L’auteur précise que de nombreuses questions restent en suspens concernant le déroulé et les faits en Côte d’Ivoire. A ces questions pourraient se rajouter celle du rôle de la société française Sagem, future Morpho, chargé de la biométrie, dans le processus électoral. Au regard du poids des acteurs français dans le pays, le choix d’un opérateur de biométrie électorale proche de l’Etat français et surtout de l’armée française, s’ajoutait à l’absence de neutralité.

Au-delà de ces questions ivoiriennes, un débat reste aussi ouvert sur les motivations des responsables français. L’auteur décrit plusieurs logiques qui se juxtaposent : celle des intérêts économiques des entreprises françaises, celle de la conservation de la structure d’influence africaine dans un réseau d’Etats amis, centre de rayonnement politique potentiel en Afrique de l’Ouest, celle à la fois politique et économique de la défense du Franc CFA, et celle de la stratégie militaire en Afrique.

Concernant le rayonnement politique en Afrique de l’Ouest, avec le recul, l’avantage était incertain. Les dictatures se maintiennent nombreuses en Afrique centrale, et pousse l’exécutif français vers les compromis néocoloniaux sur les droits humains et la démocratie, pour continuer les affaires et accéder aux ressources naturelles. Par contre, en Afrique de l’Ouest, la collaboration française avec les dictatures est devenue après 2010 très contestée. Il ne reste plus que la Mauritanie et le Togo sur le modèle ancien de la Françafrique des dictatures. En plein conflit, le 17 mars 2011, le général togolais Gnakoudè Béréna, un proche de Faure Gnassingbé, lui-même proche d’Alassane Ouattara, avait été nommé commandant de la Force de l’Opération des Nations Unies en Côte d’Ivoire (ONUCI). En avril 2015, au Togo, Alassane Ouattara est venu imposer Faure Gnassingbé pendant une présidentielle très contestée. Des similitudes entres les 2 élections au niveau du conflit sur les Procès verbaux empêchant la publication des résultats existent. Au Togo en 2015 aussi, l’ONU a eu le mauvais rôle, par ailleurs, un rôle, probablement, « sur fond de corruption ». Cet échange de bons procédés entre présidents peu sensibles aux principes de la démocratie, semblent rentrer plutôt se placer dans un cadre d’actions africaines devenues autonomes de l’influence française.

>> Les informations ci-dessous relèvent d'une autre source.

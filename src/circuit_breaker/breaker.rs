//! Circuit breaker implementation.

use crate::circuit_breaker::config::CircuitBreakerConfig;
use crate::circuit_breaker::state::{BreakerMetrics, BreakerState, MetricsRecorder};
use crate::core::{Clock, Failure, SystemClock};

use std::collections::HashMap;
use std::fmt;
use std::future::Future;
use std::panic::{self, AssertUnwindSafe};
use std::sync::{RwLock, RwLockReadGuard, RwLockWriteGuard};
use std::time::Instant;

/// A circuit breaker wrapped around a payload.
///
/// Every call to the payload goes through [`call`](Self::call) (or
/// [`call_async`](Self::call_async)). Failures are counted per error kind;
/// once one kind has failed more than `max_failures` times, the circuit opens
/// and calls fail fast with the last recorded error, without touching the
/// payload, until `retry_after` has elapsed. The first call after that is a
/// trial: if it succeeds the circuit closes and all counts reset.
///
/// # States
///
/// - **Closed**: Normal operation. Calls pass through, failures are counted.
/// - **Open**: Calls are rejected with the cached error until the cooldown
///   has elapsed, then let through as trials.
///
/// What a failed trial does depends on the [`RetryWindow`]: the extending
/// window counts it and restarts the cooldown, the fixed window leaves the
/// circuit exactly as it was.
///
/// # Example
///
/// ```rust
/// use simple_circuit::circuit_breaker::{CircuitBreaker, CircuitBreakerConfig};
/// use simple_circuit::core::ServiceError;
/// use simple_circuit::payload::MockPayload;
///
/// let payload = MockPayload::new_failing(ServiceError::unavailable("mock", "down"));
/// let config = CircuitBreakerConfig::default().with_max_failures(1);
/// let breaker = CircuitBreaker::new(payload, config);
///
/// assert!(breaker.call(|p| p.request("a")).is_err());
/// assert!(breaker.call(|p| p.request("b")).is_err());
/// assert!(breaker.is_open());
///
/// // Fails fast: the payload is not called a third time.
/// assert!(breaker.call(|p| p.request("c")).is_err());
/// assert_eq!(breaker.inner().call_count(), 2);
/// ```
///
/// [`RetryWindow`]: crate::circuit_breaker::RetryWindow
pub struct CircuitBreaker<P, E: Failure, C: Clock = SystemClock> {
    /// The wrapped payload.
    inner: P,
    /// State, failure counts and the cached error.
    ledger: RwLock<Ledger<E>>,
    /// Configuration.
    config: CircuitBreakerConfig,
    /// Time source for cooldowns.
    clock: C,
    /// Metrics.
    metrics: MetricsRecorder,
}

/// Everything that must change together under the breaker lock.
struct Ledger<E: Failure> {
    state: BreakerState,
    failures: HashMap<E::Kind, u32>,
    last_error: Option<E>,
}

impl<E: Failure> Ledger<E> {
    fn new() -> Self {
        Self {
            state: BreakerState::Closed,
            failures: HashMap::new(),
            last_error: None,
        }
    }
}

/// Result of the failure bookkeeping, acted upon once the lock is released.
enum Accounting<K> {
    /// Counted; still below the threshold.
    Counted,
    /// Closed circuit crossed the threshold.
    Broke { kind: K, failures: u32 },
    /// Open circuit crossed it again: the cooldown restarts.
    Extended { kind: K, failures: u32 },
    /// Failed trial on a fixed window: nothing recorded.
    Ignored,
}

impl<P, E: Failure> CircuitBreaker<P, E, SystemClock> {
    /// Creates a new circuit breaker with the given payload and configuration.
    pub fn new(payload: P, config: CircuitBreakerConfig) -> Self {
        Self::with_clock(payload, config, SystemClock)
    }

    /// Creates a new circuit breaker with default configuration.
    pub fn with_defaults(payload: P) -> Self {
        Self::new(payload, CircuitBreakerConfig::default())
    }
}

impl<P, E: Failure, C: Clock> CircuitBreaker<P, E, C> {
    /// Creates a new circuit breaker that reads time from `clock`.
    pub fn with_clock(payload: P, config: CircuitBreakerConfig, clock: C) -> Self {
        Self {
            inner: payload,
            ledger: RwLock::new(Ledger::new()),
            config,
            clock,
            metrics: MetricsRecorder::default(),
        }
    }

    /// Calls `operation` on the payload, unless the circuit is cooling down.
    ///
    /// Returns the payload's own result. While the circuit is open and the
    /// cooldown has not elapsed, returns the last recorded error instead and
    /// does not run `operation`.
    pub fn call<T, F>(&self, operation: F) -> Result<T, E>
    where
        F: FnOnce(&P) -> Result<T, E>,
    {
        self.admit()?;

        match operation(&self.inner) {
            Ok(value) => {
                self.record_success();
                Ok(value)
            }
            Err(e) => {
                self.record_failure(&e);
                Err(e)
            }
        }
    }

    /// Async version of [`call`](Self::call).
    ///
    /// No lock is held while the returned future is polled, so concurrent
    /// calls reach the payload in parallel.
    pub async fn call_async<'a, T, F, Fut>(&'a self, operation: F) -> Result<T, E>
    where
        F: FnOnce(&'a P) -> Fut,
        Fut: Future<Output = Result<T, E>>,
    {
        self.admit()?;

        match operation(&self.inner).await {
            Ok(value) => {
                self.record_success();
                Ok(value)
            }
            Err(e) => {
                self.record_failure(&e);
                Err(e)
            }
        }
    }

    /// Returns the current state of the circuit breaker.
    pub fn state(&self) -> BreakerState {
        self.read_ledger().state
    }

    /// Returns `true` if the circuit is open.
    pub fn is_open(&self) -> bool {
        self.state().is_open()
    }

    /// Returns `true` if the circuit is closed.
    pub fn is_closed(&self) -> bool {
        self.state().is_closed()
    }

    /// Returns the number of failures of `kind` since the circuit last closed.
    pub fn failure_count(&self, kind: &E::Kind) -> u32 {
        self.read_ledger().failures.get(kind).copied().unwrap_or(0)
    }

    /// Returns the last recorded failure since the circuit last closed, if any.
    pub fn last_error(&self) -> Option<E> {
        self.read_ledger().last_error.clone()
    }

    /// Returns the instant from which a trial call is let through, if open.
    pub fn retry_at(&self) -> Option<Instant> {
        self.state().retry_at(self.config.retry_after)
    }

    /// Returns a copy of the current metrics.
    pub fn metrics(&self) -> BreakerMetrics {
        self.metrics.snapshot()
    }

    /// Returns a reference to the wrapped payload.
    pub fn inner(&self) -> &P {
        &self.inner
    }

    /// Returns a reference to the configuration.
    pub fn config(&self) -> &CircuitBreakerConfig {
        &self.config
    }

    /// Returns the name of this breaker.
    pub fn name(&self) -> &str {
        &self.config.name
    }

    /// Decides whether a call may reach the payload.
    fn admit(&self) -> Result<(), E> {
        let ledger = self.read_ledger();
        let BreakerState::Open { .. } = ledger.state else {
            return Ok(());
        };

        if ledger
            .state
            .is_cooling_down(self.config.retry_after, self.clock.now())
        {
            // An open circuit always has a cached error.
            if let Some(error) = &ledger.last_error {
                self.metrics.record_rejected();
                tracing::debug!(circuit = %self.config.name, "circuit open, failing fast");
                return Err(error.clone());
            }
        }

        tracing::debug!(circuit = %self.config.name, "cooldown elapsed, letting trial call through");
        Ok(())
    }

    /// Records a successful call.
    fn record_success(&self) {
        self.metrics.record_success();
        if self.read_ledger().state.is_closed() {
            return;
        }

        let mut ledger = self.write_ledger();
        if ledger.state.is_closed() {
            return;
        }
        ledger.state = BreakerState::Closed;
        ledger.failures.clear();
        ledger.last_error = None;
        drop(ledger);

        self.metrics.record_closed();
        tracing::info!(circuit = %self.config.name, "trial call succeeded, circuit closed");
    }

    /// Records a failed call.
    fn record_failure(&self, error: &E) {
        self.metrics.record_failure();

        match self.account(error) {
            Accounting::Counted => {}
            Accounting::Ignored => {
                tracing::debug!(
                    circuit = %self.config.name,
                    "trial call failed, cooldown unchanged"
                );
            }
            Accounting::Extended { kind, failures } => {
                tracing::debug!(
                    circuit = %self.config.name,
                    kind = ?kind,
                    failures,
                    "trial call failed, cooldown restarted"
                );
            }
            Accounting::Broke { kind, failures } => {
                self.metrics.record_opened();
                tracing::warn!(
                    circuit = %self.config.name,
                    kind = ?kind,
                    failures,
                    max_failures = self.config.max_failures,
                    retry_after = ?self.config.retry_after,
                    "circuit broken"
                );
                self.notify_observer(&kind);
            }
        }
    }

    /// Counts `error` and opens the circuit if its kind crossed the threshold.
    fn account(&self, error: &E) -> Accounting<E::Kind> {
        let mut ledger = self.write_ledger();
        let was_open = ledger.state.is_open();
        if was_open && !self.config.window.extends_on_failed_trial() {
            return Accounting::Ignored;
        }

        let kind = error.kind();
        ledger.last_error = Some(error.clone());
        let count = ledger.failures.entry(kind.clone()).or_insert(0);
        *count = count.saturating_add(1);
        let failures = *count;

        if failures <= self.config.max_failures {
            return Accounting::Counted;
        }

        ledger.state = BreakerState::Open {
            broken_at: self.clock.now(),
        };
        if was_open {
            Accounting::Extended { kind, failures }
        } else {
            Accounting::Broke { kind, failures }
        }
    }

    /// Tells the observer, if any, that the circuit broke.
    fn notify_observer(&self, kind: &E::Kind) {
        let Some(observer) = self.config.window.observer() else {
            return;
        };

        let message = format!(
            "{} has been broken: more than {} failures of kind {:?}",
            self.config.name, self.config.max_failures, kind
        );
        match panic::catch_unwind(AssertUnwindSafe(|| observer.notify(&message))) {
            Ok(Ok(())) => {}
            Ok(Err(e)) => {
                tracing::warn!(
                    circuit = %self.config.name,
                    error = %e,
                    "break observer failed"
                );
            }
            Err(_) => {
                tracing::warn!(circuit = %self.config.name, "break observer panicked");
            }
        }
    }

    fn read_ledger(&self) -> RwLockReadGuard<'_, Ledger<E>> {
        self.ledger
            .read()
            .unwrap_or_else(|poisoned| poisoned.into_inner())
    }

    fn write_ledger(&self) -> RwLockWriteGuard<'_, Ledger<E>> {
        self.ledger
            .write()
            .unwrap_or_else(|poisoned| poisoned.into_inner())
    }
}

impl<P, E, C> fmt::Debug for CircuitBreaker<P, E, C>
where
    P: fmt::Debug,
    E: Failure + fmt::Debug,
    C: Clock,
{
    fn fmt(&self, f: &mut fmt::Formatter<'_>) -> fmt::Result {
        let ledger = self.read_ledger();
        f.debug_struct("CircuitBreaker")
            .field("inner", &self.inner)
            .field("state", &ledger.state)
            .field("failures", &ledger.failures)
            .field("last_error", &ledger.last_error)
            .field("config", &self.config)
            .finish()
    }
}
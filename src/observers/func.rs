//! Closure-backed observer.

use crate::core::{Observer, ObserverError};

use std::fmt;

/// Adapts a closure into an [`Observer`].
///
/// ```rust
/// use simple_circuit::core::Observer;
/// use simple_circuit::observers::FnObserver;
/// use std::sync::atomic::{AtomicUsize, Ordering};
/// use std::sync::Arc;
///
/// let breaks = Arc::new(AtomicUsize::new(0));
/// let counter = Arc::clone(&breaks);
/// let observer = FnObserver::new(move |_message: &str| {
///     counter.fetch_add(1, Ordering::SeqCst);
/// });
///
/// observer.notify("circuit 'search' has been broken").unwrap();
/// assert_eq!(breaks.load(Ordering::SeqCst), 1);
/// ```
pub struct FnObserver<F> {
    callback: F,
}

impl<F> FnObserver<F>
where
    F: Fn(&str) + Send + Sync,
{
    /// Wraps `callback`.
    pub fn new(callback: F) -> Self {
        Self { callback }
    }
}

impl<F> fmt::Debug for FnObserver<F> {
    fn fmt(&self, f: &mut fmt::Formatter<'_>) -> fmt::Result {
        f.debug_struct("FnObserver").finish_non_exhaustive()
    }
}

impl<F> Observer for FnObserver<F>
where
    F: Fn(&str) + Send + Sync,
{
    fn notify(&self, message: &str) -> Result<(), ObserverError> {
        (self.callback)(message);
        Ok(())
    }
}
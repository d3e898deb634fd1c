// SPDX-License-Identifier: PMPL-1.0-or-later
// Copyright (c) 2026 Jonathan D.A. Jewell (hyperpolymath) <jonathan.jewell@open.ac.uk>
//
// Byte channels to printers.
//
// A printer is reached over exactly one of a closed set of transports: a raw
// TCP socket (JetDirect, port 9100), a serial line, or an HTTP call to an
// automation platform that owns the printer. The in-memory `Stub` variant
// stands in for hardware in tests.
//
// Every operation carries an explicit timeout. A timeout is reported as
// `TransportError::Timeout` and is never retried inside the call.

pub mod proxy;
pub mod serial;
pub mod stub;
pub mod tcp;

use std::time::Duration;

use tokio::io::{AsyncRead, AsyncReadExt, AsyncWrite, AsyncWriteExt};

use labelwerk_core::error::TransportError;
use labelwerk_core::types::ConnectionConfig;

pub use proxy::ProxyTransport;
pub use serial::SerialTransport;
pub use stub::{StubHandle, StubTransport};
pub use tcp::TcpTransport;

/// Largest single read accepted from a printer.
pub const MAX_RESPONSE_BYTES: usize = 4096;

/// Write chunk size; large graphics payloads are streamed in pieces.
const WRITE_CHUNK_BYTES: usize = 8192;

/// How a probe response is collected after the command is written.
#[derive(Debug, Clone, Copy, PartialEq, Eq)]
pub struct ReadPolicy {
    /// Upper bound for the first chunk of the response.
    pub timeout: Duration,
    /// When set, wait this long after writing and then keep reading until
    /// the channel has been silent for `quiet`.
    pub settle: Option<Duration>,
    pub quiet: Duration,
}

impl ReadPolicy {
    /// A single read, for dialects that answer in one write.
    pub fn single(timeout: Duration) -> Self {
        Self {
            timeout,
            settle: None,
            quiet: Duration::ZERO,
        }
    }

    /// Settle, then accumulate chunks until a quiet window passes.
    pub fn accumulate(timeout: Duration, settle: Duration, quiet: Duration) -> Self {
        Self {
            timeout,
            settle: Some(settle),
            quiet,
        }
    }
}

/// A printer channel. Dispatch is by variant; there is no open-ended
/// transport trait.
#[derive(Debug)]
pub enum Transport {
    Tcp(TcpTransport),
    Serial(SerialTransport),
    Proxy(ProxyTransport),
    Stub(StubTransport),
}

impl Transport {
    /// Build the (still closed) transport described by a printer's config.
    pub fn from_config(connection: &ConnectionConfig) -> Self {
        match connection {
            ConnectionConfig::Tcp { host, port } => Self::Tcp(TcpTransport::new(host, *port)),
            ConnectionConfig::Serial { device, baudrate } => {
                Self::Serial(SerialTransport::new(device, *baudrate))
            }
            ConnectionConfig::Proxy {
                device_id,
                endpoint,
                token,
            } => Self::Proxy(ProxyTransport::new(device_id, endpoint, token.clone())),
        }
    }

    /// Establish the channel within `timeout`.
    pub async fn open(&mut self, timeout: Duration) -> Result<(), TransportError> {
        match self {
            Self::Tcp(t) => t.open(timeout).await,
            Self::Serial(t) => t.open(timeout).await,
            Self::Proxy(t) => t.open(timeout).await,
            Self::Stub(t) => t.open(),
        }
    }

    /// Release the channel. Safe to call on a closed transport.
    pub async fn close(&mut self) {
        match self {
            Self::Tcp(t) => t.close().await,
            Self::Serial(t) => t.close().await,
            Self::Proxy(t) => t.close(),
            Self::Stub(t) => t.close(),
        }
    }

    pub fn is_open(&self) -> bool {
        match self {
            Self::Tcp(t) => t.is_open(),
            Self::Serial(t) => t.is_open(),
            Self::Proxy(t) => t.is_open(),
            Self::Stub(t) => t.is_open(),
        }
    }

    /// Write all of `bytes`. For the proxy this is one print call.
    pub async fn write(&mut self, bytes: &[u8], timeout: Duration) -> Result<(), TransportError> {
        match self {
            Self::Tcp(t) => t.write(bytes, timeout).await,
            Self::Serial(t) => t.write(bytes, timeout).await,
            Self::Proxy(t) => t.send_raw(bytes, timeout).await,
            Self::Stub(t) => t.write(bytes),
        }
    }

    /// Read up to `max` bytes. For the proxy this fetches the readiness
    /// state document.
    pub async fn read(&mut self, max: usize, timeout: Duration) -> Result<Vec<u8>, TransportError> {
        match self {
            Self::Tcp(t) => t.read(max, timeout).await,
            Self::Serial(t) => t.read(max, timeout).await,
            Self::Proxy(t) => t.fetch_state(max, timeout).await,
            Self::Stub(t) => t.read(max),
        }
    }

    /// Write a probe command and collect the response per `policy`.
    ///
    /// The proxy has no command channel; its probe is a single state fetch
    /// and `command` is not sent.
    pub async fn query(
        &mut self,
        command: &[u8],
        policy: &ReadPolicy,
    ) -> Result<Vec<u8>, TransportError> {
        if let Self::Proxy(t) = self {
            return t.fetch_state(MAX_RESPONSE_BYTES, policy.timeout).await;
        }

        self.write(command, policy.timeout).await?;

        let Some(settle) = policy.settle else {
            return self.read(MAX_RESPONSE_BYTES, policy.timeout).await;
        };

        tokio::time::sleep(settle).await;
        let mut response = self.read(MAX_RESPONSE_BYTES, policy.timeout).await?;
        while response.len() < MAX_RESPONSE_BYTES {
            match self.read(MAX_RESPONSE_BYTES, policy.quiet).await {
                Ok(chunk) => response.extend_from_slice(&chunk),
                // Silence or EOF ends the response.
                Err(TransportError::Timeout(_)) | Err(TransportError::ChannelClosed(_)) => break,
                Err(e) => return Err(e),
            }
        }
        Ok(response)
    }
}

/// Write `bytes` to a stream in chunks, then flush, all within `timeout`.
pub(crate) async fn write_stream<S>(
    stream: &mut S,
    bytes: &[u8],
    timeout: Duration,
    peer: &str,
) -> Result<(), TransportError>
where
    S: AsyncWrite + Unpin,
{
    let write = async {
        for chunk in bytes.chunks(WRITE_CHUNK_BYTES) {
            stream.write_all(chunk).await?;
        }
        stream.flush().await
    };

    match tokio::time::timeout(timeout, write).await {
        Ok(Ok(())) => Ok(()),
        Ok(Err(e)) => Err(TransportError::ChannelClosed(format!("write to {peer}: {e}"))),
        Err(_) => Err(TransportError::Timeout(format!(
            "write to {peer} after {}ms",
            timeout.as_millis()
        ))),
    }
}

/// Read one chunk of at most `max` bytes. EOF is a closed channel.
pub(crate) async fn read_stream<S>(
    stream: &mut S,
    max: usize,
    timeout: Duration,
    peer: &str,
) -> Result<Vec<u8>, TransportError>
where
    S: AsyncRead + Unpin,
{
    let mut buf = vec![0u8; max.max(1)];
    match tokio::time::timeout(timeout, stream.read(&mut buf)).await {
        Ok(Ok(0)) => Err(TransportError::ChannelClosed(format!("{peer} closed the connection"))),
        Ok(Ok(n)) => {
            buf.truncate(n);
            Ok(buf)
        }
        Ok(Err(e)) => Err(TransportError::ChannelClosed(format!("read from {peer}: {e}"))),
        Err(_) => Err(TransportError::Timeout(format!(
            "no response from {peer} within {}ms",
            timeout.as_millis()
        ))),
    }
}

pub(crate) fn not_open(peer: &str) -> TransportError {
    TransportError::ChannelClosed(format!("{peer} is not connected"))
}
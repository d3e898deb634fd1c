// SPDX-License-Identifier: PMPL-1.0-or-later
// Copyright (c) 2026 Jonathan D.A. Jewell (hyperpolymath) <jonathan.jewell@open.ac.uk>
//
// Labelwerk Print — printer transports, dialect status parsers, health
// monitoring, and the offline-tolerant per-printer job queue. The `Fleet`
// context ties them together and exposes the operations the API layer calls.

pub mod fleet;
pub mod health;
pub mod printer;
pub mod protocol;
pub mod quantity;
pub mod queue;
pub mod registry;
pub mod render;
pub mod retry;
pub mod status;
pub mod transport;
pub mod worker;

pub use fleet::{Fleet, PrinterSummary, StatusReport};
pub use printer::Printer;
pub use render::{LabelTemplate, RenderedLabel, Renderer, StaticRenderer};
pub use status::StatusCache;
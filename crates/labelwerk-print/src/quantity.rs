// SPDX-License-Identifier: PMPL-1.0-or-later
// Copyright (c) 2026 Jonathan D.A. Jewell (hyperpolymath) <jonathan.jewell@open.ac.uk>
//
// How many times a payload is written to satisfy a requested quantity.
//
// A payload carrying its dialect's native repeat directive is written once
// and the printer makes the copies. Otherwise the host writes it once per
// copy, strictly one after another; thermal printers take one label at a
// time and interleaved writes corrupt their buffer.

use tokio_util::sync::CancellationToken;
use tracing::debug;

use labelwerk_core::error::TransportError;
use labelwerk_core::types::Dialect;

use crate::printer::Printer;
use crate::protocol::native_copies;

#[derive(Debug, Clone, Copy, PartialEq, Eq)]
pub enum SendPlan {
    Once,
    Repeat(u32),
}

impl SendPlan {
    pub fn for_payload(payload: &[u8], dialect: Dialect, quantity: u32) -> Self {
        if quantity <= 1 {
            return Self::Once;
        }
        match native_copies(dialect, payload) {
            Some(copies) => {
                debug!(%dialect, copies, requested = quantity, "payload carries its own quantity");
                Self::Once
            }
            None => Self::Repeat(quantity),
        }
    }

    pub fn total_sends(&self) -> u32 {
        match self {
            Self::Once => 1,
            Self::Repeat(n) => *n,
        }
    }
}

/// How a copy loop ended when the transport did not fail.
#[derive(Debug, Clone, Copy, PartialEq, Eq)]
pub enum SendOutcome {
    /// Every copy is out; carries the total written.
    Complete(u32),
    /// Shutdown was requested between copies; carries the copies written
    /// so far, including earlier attempts.
    Interrupted(u32),
}

/// A copy loop that stopped part-way.
#[derive(Debug, Clone, PartialEq, Eq)]
pub struct SendFailure {
    /// Copies written before the failure, including earlier attempts.
    pub copies_sent: u32,
    pub error: TransportError,
}

/// Write the payload per `plan`, skipping the `already_sent` copies a
/// previous attempt got through.
///
/// `shutdown` is checked before each copy. A copy already being written is
/// always finished.
pub async fn execute(
    printer: &mut Printer,
    payload: &[u8],
    plan: SendPlan,
    already_sent: u32,
    shutdown: &CancellationToken,
) -> Result<SendOutcome, SendFailure> {
    let total = plan.total_sends();
    for copy in already_sent..total {
        if shutdown.is_cancelled() {
            debug!(printer = %printer.name(), copies_sent = copy, total, "copy loop stopped for shutdown");
            return Ok(SendOutcome::Interrupted(copy));
        }
        printer
            .send(payload)
            .await
            .map_err(|error| SendFailure {
                copies_sent: copy,
                error,
            })?;
        debug!(printer = %printer.name(), copy = copy + 1, total, "copy sent");
    }
    Ok(SendOutcome::Complete(total.max(already_sent)))
}
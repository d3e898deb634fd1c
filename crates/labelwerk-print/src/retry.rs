// SPDX-License-Identifier: PMPL-1.0-or-later
// Copyright (c) 2026 Jonathan D.A. Jewell (hyperpolymath) <jonathan.jewell@open.ac.uk>
//
// Bounded retry for failed sends.
//
// A failed send puts the job back at the head of its queue. It is tried
// again once the printer is seen online, up to `max_attempts` times in
// total, and then marked failed. There is no backoff timer: the wait for
// the next successful health probe is the backoff.

use tracing::{debug, warn};

use labelwerk_core::config::FleetConfig;
use labelwerk_core::error::TransportError;

#[derive(Debug, Clone, Copy, PartialEq, Eq)]
pub struct RetryConfig {
    /// Total send attempts per job, including the first.
    pub max_attempts: u32,
}

impl Default for RetryConfig {
    fn default() -> Self {
        Self { max_attempts: 3 }
    }
}

impl From<&FleetConfig> for RetryConfig {
    fn from(config: &FleetConfig) -> Self {
        Self {
            max_attempts: config.max_send_attempts.max(1),
        }
    }
}

/// What to do with a job after a failed send.
#[derive(Debug, Clone, Copy, PartialEq, Eq)]
pub enum RetryDecision {
    /// Back to the head of the queue.
    Requeue,
    /// Attempts used up; mark failed.
    Exhausted,
}

/// Decide after `attempts` failed sends (counting the one that just failed).
///
/// Every transport failure is transient from the queue's point of view;
/// only the attempt count ends a job.
pub fn should_retry(err: &TransportError, attempts: u32, config: &RetryConfig) -> RetryDecision {
    if attempts >= config.max_attempts {
        warn!(attempts, max = config.max_attempts, error = %err, "send attempts exhausted");
        RetryDecision::Exhausted
    } else {
        debug!(attempts, max = config.max_attempts, error = %err, "requeueing job");
        RetryDecision::Requeue
    }
}

#[cfg(test)]
mod tests {
    use super::*;

    #[test]
    fn retry_respects_max() {
        let config = RetryConfig { max_attempts: 3 };
        let err = TransportError::ConnectFailed("connection refused".into());
        assert_eq!(should_retry(&err, 1, &config), RetryDecision::Requeue);
        assert_eq!(should_retry(&err, 2, &config), RetryDecision::Requeue);
        assert_eq!(should_retry(&err, 3, &config), RetryDecision::Exhausted);
    }

    #[test]
    fn single_attempt_never_requeues() {
        let config = RetryConfig { max_attempts: 1 };
        let err = TransportError::Timeout("write".into());
        assert_eq!(should_retry(&err, 1, &config), RetryDecision::Exhausted);
    }

    #[test]
    fn zero_attempts_in_config_still_allows_one() {
        let fleet = FleetConfig {
            max_send_attempts: 0,
            ..FleetConfig::default()
        };
        assert_eq!(RetryConfig::from(&fleet).max_attempts, 1);
    }
}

La motivation française de chasser Laurent Gbagbo pour une raison de stratégie militaire en Afrique est à considérer comme le plus probable facteur principal. Fanny Pigeaud revient sur des faits marquants : « Dans la nuit du 7 au 8 novembre 2004, des militaires (français) font feu, depuis des hélicoptères de combat sur des manifestants non armés qui se dirigent vers l’aéroport et le camp du 43e Bima, depuis les ponts enjambant la lagune d’Abidjan… Le 9 novembre, c’est un contingent de blindés français qui tire en rafales, depuis l’hôtel Ivoire, à  Abidjan, sur une foule de jeunes, également non armés. » (p64) Un phénomène rare s’est produit en Côte d’Ivoire : une population suffisamment nombreuse en accord avec un chef d’Etat légitimement élu a neutralisé une force armée d’une grande puissance, l’a en définitive enfermé dans sa base. N’est-ce pas la pire situation pour des chefs militaires, de voir sa puissance de feu neutralisée par des forces non armées ? Au regard de la stratégie militaire française en Afrique à partir de fin 2010, apparaissant en Côte d’Ivoire, en Libye, au Mali, au Tchad, en Centrafrique, les gouvernements français voulaient-ils laisser perdurer cette neutralisation d’une partie des forces ? Quelle rancœur et quelle volonté de revanche contre Laurent Gbagbo s’étaient accumulées depuis 2004 chez les dirigeants militaires français ?

Le livre évoque une cohérence de la politique française dans la volonté de préserver un système d’influence françafricain, dans le poids de l’armée dans les décisions, dans la capacité à s’allier avec des forces armées ‘impossibles’. Par analogie, en Centrafrique en 2013, Idriss Déby était dans le rôle de Blaise Compaoré, la Séléka était dans le rôle des Forces nouvelles. L’armée française focalisée sur le Mali n’apparaissait pas dans la prise de pouvoir de la Séléka. Cependant sa présence silencieuse auprès du dictateur tchadien que François Hollande et Jean-Yves Le Drian tentaient alors de réhabiliter, laissait croire à une caution françafricaine lié à une vision géopolitique régionale tenant compte du Soudan. Les décideurs communs aux scénarii ivoirien et centrafricain sont l’amiral Guillaud et le général Puga qui ont fait la continuité entre la période Sarkozy-Juppé et Hollande-Le Drian.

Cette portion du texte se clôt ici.